What you should do:
Which lines of the data below hold "listener"? Copy each of them.
[Dataset Boundary: Start]
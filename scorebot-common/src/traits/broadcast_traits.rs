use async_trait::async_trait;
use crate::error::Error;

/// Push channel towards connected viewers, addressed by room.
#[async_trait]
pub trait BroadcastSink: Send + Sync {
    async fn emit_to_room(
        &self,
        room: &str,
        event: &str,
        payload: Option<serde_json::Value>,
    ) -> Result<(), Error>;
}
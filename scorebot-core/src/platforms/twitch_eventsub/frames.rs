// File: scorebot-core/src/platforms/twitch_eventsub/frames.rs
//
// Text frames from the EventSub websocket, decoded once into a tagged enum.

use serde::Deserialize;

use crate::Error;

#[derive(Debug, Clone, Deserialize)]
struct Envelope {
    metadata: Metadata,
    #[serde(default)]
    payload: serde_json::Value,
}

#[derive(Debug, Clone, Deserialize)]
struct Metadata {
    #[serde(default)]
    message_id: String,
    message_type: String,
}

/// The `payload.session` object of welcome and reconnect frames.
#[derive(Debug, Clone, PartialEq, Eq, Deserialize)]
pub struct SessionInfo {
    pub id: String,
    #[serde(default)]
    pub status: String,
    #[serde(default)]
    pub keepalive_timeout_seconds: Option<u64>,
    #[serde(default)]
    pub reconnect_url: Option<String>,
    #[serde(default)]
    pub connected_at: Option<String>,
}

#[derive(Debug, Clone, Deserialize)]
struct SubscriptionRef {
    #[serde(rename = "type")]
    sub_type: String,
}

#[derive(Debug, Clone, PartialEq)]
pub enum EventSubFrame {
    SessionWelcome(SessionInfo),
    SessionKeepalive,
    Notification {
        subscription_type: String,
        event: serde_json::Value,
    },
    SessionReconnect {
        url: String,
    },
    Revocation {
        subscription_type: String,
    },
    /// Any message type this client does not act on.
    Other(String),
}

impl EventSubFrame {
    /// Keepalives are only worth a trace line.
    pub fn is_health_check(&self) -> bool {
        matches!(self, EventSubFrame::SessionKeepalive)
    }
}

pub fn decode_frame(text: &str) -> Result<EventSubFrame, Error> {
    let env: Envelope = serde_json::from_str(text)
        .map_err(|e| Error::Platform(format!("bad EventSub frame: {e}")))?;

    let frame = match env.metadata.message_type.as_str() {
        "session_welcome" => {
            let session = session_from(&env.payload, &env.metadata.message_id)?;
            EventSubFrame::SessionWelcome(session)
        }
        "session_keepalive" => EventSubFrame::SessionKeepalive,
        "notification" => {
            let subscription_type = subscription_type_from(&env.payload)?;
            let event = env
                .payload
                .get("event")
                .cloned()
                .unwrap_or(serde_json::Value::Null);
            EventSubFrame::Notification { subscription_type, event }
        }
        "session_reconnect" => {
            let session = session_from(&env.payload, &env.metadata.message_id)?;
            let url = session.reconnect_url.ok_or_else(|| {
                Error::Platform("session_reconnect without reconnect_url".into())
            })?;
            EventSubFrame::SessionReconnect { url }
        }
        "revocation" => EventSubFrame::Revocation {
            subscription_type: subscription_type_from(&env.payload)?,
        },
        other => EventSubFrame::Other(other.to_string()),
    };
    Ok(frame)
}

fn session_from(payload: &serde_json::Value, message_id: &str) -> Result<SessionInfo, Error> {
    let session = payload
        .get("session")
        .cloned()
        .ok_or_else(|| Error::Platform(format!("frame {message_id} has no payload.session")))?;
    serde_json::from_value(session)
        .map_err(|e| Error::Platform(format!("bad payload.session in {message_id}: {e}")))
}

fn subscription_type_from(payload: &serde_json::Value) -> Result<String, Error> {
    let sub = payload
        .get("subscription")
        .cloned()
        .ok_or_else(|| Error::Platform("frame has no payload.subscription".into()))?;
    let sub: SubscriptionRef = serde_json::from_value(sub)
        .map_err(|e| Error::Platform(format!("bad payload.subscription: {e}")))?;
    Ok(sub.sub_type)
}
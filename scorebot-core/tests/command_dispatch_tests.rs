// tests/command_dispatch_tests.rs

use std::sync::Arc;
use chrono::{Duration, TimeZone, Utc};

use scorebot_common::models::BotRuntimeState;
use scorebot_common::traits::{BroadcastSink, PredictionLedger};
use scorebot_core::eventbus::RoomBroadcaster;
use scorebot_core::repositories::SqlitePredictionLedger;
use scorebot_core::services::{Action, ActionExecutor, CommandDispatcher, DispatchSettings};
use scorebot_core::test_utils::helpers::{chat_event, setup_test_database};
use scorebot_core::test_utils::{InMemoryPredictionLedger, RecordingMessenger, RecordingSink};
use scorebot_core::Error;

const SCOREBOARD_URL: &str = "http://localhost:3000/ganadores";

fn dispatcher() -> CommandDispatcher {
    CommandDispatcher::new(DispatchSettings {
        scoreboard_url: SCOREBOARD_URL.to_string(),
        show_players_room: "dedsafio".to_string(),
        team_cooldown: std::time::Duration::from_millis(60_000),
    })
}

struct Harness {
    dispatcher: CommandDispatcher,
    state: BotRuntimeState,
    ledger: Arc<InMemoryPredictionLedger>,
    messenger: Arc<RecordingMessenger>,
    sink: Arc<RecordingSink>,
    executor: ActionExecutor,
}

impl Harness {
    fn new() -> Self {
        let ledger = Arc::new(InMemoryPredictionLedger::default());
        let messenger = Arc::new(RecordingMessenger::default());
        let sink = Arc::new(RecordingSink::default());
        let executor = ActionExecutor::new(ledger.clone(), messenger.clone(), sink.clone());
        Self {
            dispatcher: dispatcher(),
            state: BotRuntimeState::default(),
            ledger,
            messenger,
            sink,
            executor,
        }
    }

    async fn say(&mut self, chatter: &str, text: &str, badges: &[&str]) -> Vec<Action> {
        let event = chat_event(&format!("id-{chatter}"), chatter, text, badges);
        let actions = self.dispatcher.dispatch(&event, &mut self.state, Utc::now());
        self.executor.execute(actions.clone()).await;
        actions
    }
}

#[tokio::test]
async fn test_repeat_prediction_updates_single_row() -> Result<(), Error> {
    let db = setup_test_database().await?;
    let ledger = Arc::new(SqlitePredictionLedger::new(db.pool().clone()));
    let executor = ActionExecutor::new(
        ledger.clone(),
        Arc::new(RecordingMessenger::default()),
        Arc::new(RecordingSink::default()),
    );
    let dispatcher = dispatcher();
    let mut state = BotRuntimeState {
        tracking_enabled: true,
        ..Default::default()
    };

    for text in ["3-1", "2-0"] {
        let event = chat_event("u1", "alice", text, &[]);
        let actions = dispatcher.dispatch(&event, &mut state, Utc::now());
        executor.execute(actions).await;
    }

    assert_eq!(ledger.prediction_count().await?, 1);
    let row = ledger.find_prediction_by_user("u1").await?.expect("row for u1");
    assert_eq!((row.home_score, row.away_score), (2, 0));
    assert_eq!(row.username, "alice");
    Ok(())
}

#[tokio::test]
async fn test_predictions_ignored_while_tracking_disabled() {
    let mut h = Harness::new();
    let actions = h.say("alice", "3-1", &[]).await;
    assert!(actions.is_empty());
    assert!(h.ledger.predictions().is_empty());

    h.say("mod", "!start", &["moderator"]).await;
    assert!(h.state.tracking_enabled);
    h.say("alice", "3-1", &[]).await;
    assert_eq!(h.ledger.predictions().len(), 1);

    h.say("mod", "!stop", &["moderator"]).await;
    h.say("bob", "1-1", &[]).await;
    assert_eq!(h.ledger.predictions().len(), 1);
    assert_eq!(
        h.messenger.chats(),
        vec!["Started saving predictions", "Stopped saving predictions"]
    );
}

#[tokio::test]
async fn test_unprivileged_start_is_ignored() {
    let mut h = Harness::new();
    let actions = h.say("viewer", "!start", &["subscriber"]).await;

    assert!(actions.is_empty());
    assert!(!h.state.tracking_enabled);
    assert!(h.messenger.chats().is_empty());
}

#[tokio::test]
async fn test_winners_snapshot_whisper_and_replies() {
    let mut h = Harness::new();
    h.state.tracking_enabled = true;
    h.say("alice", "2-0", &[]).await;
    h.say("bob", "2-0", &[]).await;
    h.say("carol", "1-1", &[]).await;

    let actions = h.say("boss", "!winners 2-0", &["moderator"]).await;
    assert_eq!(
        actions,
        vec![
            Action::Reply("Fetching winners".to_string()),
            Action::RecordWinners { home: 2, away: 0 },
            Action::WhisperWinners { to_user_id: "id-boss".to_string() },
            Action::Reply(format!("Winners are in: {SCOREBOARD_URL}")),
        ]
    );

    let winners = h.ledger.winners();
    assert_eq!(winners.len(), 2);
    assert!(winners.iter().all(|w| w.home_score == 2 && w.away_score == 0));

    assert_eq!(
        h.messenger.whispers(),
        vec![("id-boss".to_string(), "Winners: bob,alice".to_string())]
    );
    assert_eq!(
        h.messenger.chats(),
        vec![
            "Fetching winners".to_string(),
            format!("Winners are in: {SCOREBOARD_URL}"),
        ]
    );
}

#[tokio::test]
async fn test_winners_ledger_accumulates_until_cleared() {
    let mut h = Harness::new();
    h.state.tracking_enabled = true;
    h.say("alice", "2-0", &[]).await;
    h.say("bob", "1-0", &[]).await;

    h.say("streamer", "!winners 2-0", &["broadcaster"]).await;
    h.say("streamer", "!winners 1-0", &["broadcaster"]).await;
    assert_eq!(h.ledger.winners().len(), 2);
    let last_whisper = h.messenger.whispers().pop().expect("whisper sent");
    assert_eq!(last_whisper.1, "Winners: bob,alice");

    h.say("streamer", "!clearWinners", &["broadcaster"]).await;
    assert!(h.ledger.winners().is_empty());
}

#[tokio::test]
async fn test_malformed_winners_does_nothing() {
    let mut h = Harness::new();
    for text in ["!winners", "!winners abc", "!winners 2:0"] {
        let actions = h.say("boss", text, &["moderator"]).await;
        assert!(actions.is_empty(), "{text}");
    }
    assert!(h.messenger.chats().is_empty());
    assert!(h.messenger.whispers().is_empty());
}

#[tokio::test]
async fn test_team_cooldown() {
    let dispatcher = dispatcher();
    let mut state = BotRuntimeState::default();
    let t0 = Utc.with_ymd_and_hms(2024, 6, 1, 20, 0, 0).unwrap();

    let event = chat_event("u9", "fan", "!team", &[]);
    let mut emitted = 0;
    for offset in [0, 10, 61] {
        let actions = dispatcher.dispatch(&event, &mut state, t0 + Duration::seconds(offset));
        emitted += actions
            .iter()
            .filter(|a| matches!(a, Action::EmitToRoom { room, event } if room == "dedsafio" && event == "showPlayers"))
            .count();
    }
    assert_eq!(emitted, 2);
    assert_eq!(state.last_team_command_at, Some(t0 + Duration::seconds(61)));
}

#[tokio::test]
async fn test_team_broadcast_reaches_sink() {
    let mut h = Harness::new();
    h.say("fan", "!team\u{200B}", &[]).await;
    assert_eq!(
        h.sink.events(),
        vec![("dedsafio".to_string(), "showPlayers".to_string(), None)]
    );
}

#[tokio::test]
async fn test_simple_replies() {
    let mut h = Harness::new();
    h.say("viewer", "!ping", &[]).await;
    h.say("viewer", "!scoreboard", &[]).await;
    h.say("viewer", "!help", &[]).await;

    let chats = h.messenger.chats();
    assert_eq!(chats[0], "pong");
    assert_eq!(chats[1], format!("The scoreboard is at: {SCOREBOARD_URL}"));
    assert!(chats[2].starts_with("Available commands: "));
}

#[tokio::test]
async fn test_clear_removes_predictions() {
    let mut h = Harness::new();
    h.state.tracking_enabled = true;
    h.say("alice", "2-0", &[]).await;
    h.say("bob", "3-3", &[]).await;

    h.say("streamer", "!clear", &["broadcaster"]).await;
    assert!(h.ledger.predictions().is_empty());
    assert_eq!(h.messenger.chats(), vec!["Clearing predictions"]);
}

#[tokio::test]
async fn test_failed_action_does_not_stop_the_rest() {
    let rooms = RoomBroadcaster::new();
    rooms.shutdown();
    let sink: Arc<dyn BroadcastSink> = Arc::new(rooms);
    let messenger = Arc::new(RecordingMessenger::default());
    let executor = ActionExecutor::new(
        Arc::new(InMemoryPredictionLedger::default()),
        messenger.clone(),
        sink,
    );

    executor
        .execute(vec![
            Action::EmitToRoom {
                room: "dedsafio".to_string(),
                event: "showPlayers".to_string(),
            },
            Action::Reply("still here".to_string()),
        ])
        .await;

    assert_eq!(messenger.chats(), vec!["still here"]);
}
[Dataset Boundary: End]
[Dataset Boundary: Start]
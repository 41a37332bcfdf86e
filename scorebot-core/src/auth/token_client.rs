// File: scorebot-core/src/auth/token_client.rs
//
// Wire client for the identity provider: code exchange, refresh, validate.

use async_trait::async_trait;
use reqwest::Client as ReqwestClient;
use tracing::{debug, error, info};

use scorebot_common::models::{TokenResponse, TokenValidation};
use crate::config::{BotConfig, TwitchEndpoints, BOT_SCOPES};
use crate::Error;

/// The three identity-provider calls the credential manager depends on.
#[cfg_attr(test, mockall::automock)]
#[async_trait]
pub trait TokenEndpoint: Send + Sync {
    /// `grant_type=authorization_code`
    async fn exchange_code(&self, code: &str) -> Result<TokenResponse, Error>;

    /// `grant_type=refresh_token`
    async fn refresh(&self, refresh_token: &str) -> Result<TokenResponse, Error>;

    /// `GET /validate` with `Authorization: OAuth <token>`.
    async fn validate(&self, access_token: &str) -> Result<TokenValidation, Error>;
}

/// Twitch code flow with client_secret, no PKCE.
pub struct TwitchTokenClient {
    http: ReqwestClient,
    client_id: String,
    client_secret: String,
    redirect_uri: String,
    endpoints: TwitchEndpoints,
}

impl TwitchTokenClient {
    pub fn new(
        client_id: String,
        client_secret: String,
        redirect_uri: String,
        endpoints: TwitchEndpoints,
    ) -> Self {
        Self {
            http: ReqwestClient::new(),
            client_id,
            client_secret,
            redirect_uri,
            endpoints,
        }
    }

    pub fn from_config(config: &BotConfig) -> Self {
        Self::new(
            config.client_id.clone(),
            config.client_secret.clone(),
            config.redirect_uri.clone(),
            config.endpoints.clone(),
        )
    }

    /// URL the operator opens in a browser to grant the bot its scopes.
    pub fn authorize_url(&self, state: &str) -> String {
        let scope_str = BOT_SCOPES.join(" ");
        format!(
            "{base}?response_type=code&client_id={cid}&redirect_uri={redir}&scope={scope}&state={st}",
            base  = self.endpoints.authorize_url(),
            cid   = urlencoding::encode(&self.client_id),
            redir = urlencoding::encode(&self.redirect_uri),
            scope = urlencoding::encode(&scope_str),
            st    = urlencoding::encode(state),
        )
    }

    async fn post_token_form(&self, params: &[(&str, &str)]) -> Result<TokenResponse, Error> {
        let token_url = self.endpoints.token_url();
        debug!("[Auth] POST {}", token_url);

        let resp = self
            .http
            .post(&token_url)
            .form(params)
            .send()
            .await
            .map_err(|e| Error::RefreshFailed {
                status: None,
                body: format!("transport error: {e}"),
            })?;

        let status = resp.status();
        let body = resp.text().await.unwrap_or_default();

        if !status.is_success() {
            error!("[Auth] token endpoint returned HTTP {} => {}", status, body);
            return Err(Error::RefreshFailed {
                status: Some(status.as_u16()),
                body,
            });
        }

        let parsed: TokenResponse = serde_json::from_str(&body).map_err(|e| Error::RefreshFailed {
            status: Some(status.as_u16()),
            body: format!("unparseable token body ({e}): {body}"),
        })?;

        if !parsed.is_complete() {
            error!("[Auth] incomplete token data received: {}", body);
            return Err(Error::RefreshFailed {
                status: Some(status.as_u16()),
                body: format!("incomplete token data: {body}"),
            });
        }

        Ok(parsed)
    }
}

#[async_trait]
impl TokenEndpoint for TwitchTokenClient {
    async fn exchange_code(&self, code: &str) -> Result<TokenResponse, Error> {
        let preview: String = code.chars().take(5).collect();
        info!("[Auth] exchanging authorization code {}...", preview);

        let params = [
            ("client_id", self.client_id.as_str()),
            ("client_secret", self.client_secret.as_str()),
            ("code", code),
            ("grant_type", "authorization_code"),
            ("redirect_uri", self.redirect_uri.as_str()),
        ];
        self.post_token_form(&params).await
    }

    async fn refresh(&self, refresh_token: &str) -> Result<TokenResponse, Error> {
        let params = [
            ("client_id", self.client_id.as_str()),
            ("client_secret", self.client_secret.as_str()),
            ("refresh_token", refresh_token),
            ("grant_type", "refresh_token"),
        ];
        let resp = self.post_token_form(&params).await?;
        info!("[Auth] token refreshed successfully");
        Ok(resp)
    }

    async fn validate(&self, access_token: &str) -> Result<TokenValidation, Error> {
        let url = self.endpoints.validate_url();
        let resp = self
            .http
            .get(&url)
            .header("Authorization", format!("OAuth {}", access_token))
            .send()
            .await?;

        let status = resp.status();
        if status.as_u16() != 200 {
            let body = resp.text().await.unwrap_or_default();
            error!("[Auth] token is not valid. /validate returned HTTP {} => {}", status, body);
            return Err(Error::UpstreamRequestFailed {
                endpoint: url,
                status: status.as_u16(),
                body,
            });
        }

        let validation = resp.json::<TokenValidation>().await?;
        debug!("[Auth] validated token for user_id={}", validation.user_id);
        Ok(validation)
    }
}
[Dataset Boundary: End]
[Dataset Boundary: Start]
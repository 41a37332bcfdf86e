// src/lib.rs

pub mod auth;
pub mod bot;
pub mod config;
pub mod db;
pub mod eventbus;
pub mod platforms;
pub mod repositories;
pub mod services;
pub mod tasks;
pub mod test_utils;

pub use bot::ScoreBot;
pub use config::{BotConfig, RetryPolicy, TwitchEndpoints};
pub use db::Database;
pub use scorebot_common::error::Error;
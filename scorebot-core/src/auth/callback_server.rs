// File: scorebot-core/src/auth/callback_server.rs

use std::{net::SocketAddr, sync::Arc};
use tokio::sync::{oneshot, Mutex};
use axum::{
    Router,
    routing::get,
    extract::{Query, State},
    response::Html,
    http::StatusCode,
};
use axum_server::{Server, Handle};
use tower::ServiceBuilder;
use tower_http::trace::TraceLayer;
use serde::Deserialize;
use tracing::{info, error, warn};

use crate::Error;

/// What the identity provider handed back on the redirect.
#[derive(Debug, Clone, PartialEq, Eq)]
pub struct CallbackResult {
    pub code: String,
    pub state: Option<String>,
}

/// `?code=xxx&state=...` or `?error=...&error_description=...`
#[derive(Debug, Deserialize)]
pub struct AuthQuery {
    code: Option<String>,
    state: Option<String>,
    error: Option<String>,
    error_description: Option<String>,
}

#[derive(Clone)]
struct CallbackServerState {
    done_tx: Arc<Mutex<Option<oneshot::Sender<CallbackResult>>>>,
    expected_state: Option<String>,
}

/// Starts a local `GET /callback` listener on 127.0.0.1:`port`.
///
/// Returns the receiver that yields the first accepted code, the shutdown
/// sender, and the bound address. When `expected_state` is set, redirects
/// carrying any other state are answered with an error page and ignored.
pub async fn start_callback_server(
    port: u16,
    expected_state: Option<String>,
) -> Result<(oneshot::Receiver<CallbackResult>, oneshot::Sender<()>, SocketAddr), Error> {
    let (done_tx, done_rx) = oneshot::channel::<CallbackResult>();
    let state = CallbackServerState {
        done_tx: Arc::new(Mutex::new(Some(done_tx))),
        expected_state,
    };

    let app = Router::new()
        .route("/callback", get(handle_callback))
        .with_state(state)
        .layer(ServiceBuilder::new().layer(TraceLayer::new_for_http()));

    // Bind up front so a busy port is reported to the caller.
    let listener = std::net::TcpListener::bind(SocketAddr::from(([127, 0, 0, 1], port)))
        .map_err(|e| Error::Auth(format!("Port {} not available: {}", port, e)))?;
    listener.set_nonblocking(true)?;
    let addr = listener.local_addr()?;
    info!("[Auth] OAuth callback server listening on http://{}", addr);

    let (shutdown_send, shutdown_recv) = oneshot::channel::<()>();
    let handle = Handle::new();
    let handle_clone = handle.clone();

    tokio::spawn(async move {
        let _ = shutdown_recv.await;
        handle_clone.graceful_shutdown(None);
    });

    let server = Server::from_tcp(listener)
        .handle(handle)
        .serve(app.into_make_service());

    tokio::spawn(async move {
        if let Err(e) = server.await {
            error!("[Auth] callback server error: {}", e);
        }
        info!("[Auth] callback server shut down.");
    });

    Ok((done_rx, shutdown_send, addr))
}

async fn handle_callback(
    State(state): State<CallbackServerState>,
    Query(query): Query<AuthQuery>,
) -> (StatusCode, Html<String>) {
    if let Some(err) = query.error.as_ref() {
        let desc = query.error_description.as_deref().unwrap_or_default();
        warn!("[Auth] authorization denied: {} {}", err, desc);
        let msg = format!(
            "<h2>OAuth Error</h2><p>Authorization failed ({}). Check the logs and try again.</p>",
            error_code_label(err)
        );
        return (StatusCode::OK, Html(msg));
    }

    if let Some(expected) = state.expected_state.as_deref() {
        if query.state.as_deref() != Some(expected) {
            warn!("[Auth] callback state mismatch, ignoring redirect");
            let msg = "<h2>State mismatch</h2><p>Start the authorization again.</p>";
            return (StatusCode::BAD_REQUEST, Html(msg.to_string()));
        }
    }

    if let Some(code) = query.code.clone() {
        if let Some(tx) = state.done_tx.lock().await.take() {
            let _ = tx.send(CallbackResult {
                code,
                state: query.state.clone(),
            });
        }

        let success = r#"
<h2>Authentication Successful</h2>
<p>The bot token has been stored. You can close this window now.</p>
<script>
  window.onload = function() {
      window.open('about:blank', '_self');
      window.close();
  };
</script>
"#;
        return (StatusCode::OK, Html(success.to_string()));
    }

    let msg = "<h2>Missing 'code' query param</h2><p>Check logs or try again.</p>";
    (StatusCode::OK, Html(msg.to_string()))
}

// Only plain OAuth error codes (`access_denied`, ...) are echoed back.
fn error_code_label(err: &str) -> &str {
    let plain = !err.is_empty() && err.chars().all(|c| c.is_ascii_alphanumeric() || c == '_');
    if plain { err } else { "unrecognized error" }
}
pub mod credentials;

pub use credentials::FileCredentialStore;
[Dataset Boundary: End]
Written solution:
/// Starts a local `GET /callback` listener on 127.0.0.1:`port`.
    let listener = std::net::TcpListener::bind(SocketAddr::from(([127, 0, 0, 1], port)))
    listener.set_nonblocking(true)?;
    let addr = listener.local_addr()?;
    let server = Server::from_tcp(listener)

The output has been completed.